Dataset entries

☆ ☆ ☆ ☆ ☆ ☆ ☆

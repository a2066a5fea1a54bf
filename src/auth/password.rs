//! Password hashing and verification using Argon2
//!
//! Uses argon2id variant with recommended parameters for password hashing.

use argon2::{
    password_hash::{rand_core::OsRng, PasswordHash, PasswordHasher, PasswordVerifier, SaltString},
    Argon2,
};

use crate::types::IdeaBankError;

/// Hash a password using Argon2id
///
/// Returns the PHC-formatted hash string and the salt it was derived with.
pub fn hash_password(password: &str) -> Result<(String, String), IdeaBankError> {
    let salt = SaltString::generate(&mut OsRng);
    let argon2 = Argon2::default();

    let hash = argon2
        .hash_password(password.as_bytes(), &salt)
        .map(|hash| hash.to_string())
        .map_err(|e| IdeaBankError::Internal(format!("Failed to hash password: {e}")))?;

    Ok((hash, salt.as_str().to_string()))
}

/// Verify a password against a stored hash
///
/// Returns true if the password matches the hash.
pub fn verify_password(password: &str, hash: &str) -> Result<bool, IdeaBankError> {
    let parsed_hash = PasswordHash::new(hash)
        .map_err(|e| IdeaBankError::Internal(format!("Invalid password hash format: {e}")))?;

    Ok(Argon2::default()
        .verify_password(password.as_bytes(), &parsed_hash)
        .is_ok())
}

#[cfg(test)]
mod tests {
    use super::*;

    #[test]
    fn test_hash_and_verify() {
        let password = "correct-horse-battery-staple";
        let (hash, salt) = hash_password(password).unwrap();

        assert!(hash.starts_with("$argon2"));
        assert!(hash.contains(&salt));

        assert!(verify_password(password, &hash).unwrap());
        assert!(!verify_password("wrong-password", &hash).unwrap());
    }

    #[test]
    fn test_different_salts() {
        let (hash1, salt1) = hash_password("same-password").unwrap();
        let (hash2, salt2) = hash_password("same-password").unwrap();

        assert_ne!(salt1, salt2);
        assert_ne!(hash1, hash2);
    }

    #[test]
    fn test_invalid_hash_format() {
        assert!(verify_password("password", "not-a-valid-hash").is_err());
    }
}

☆ ☆ ☆ ☆ ☆ ☆ ☆

- _Required action_: Print the first line of the records above and each line after it, exactly, through the line with "let salt = SaltString::generate(&mut".

- _Answer for the task_:
repository a2066a5fea1a54bf
filename src/auth/password.rs
//! Password hashing and verification using Argon2
//!
//! Uses argon2id variant with recommended parameters for password hashing.

use argon2::{
    password_hash::{rand_core::OsRng, PasswordHash, PasswordHasher, PasswordVerifier, SaltString},
    Argon2,
};

use crate::types::IdeaBankError;

/// Hash a password using Argon2id
///
/// Returns the PHC-formatted hash string and the salt it was derived with.
pub fn hash_password(password: &str) -> Result<(String, String), IdeaBankError> {
    let salt = SaltString::generate(&mut OsRng);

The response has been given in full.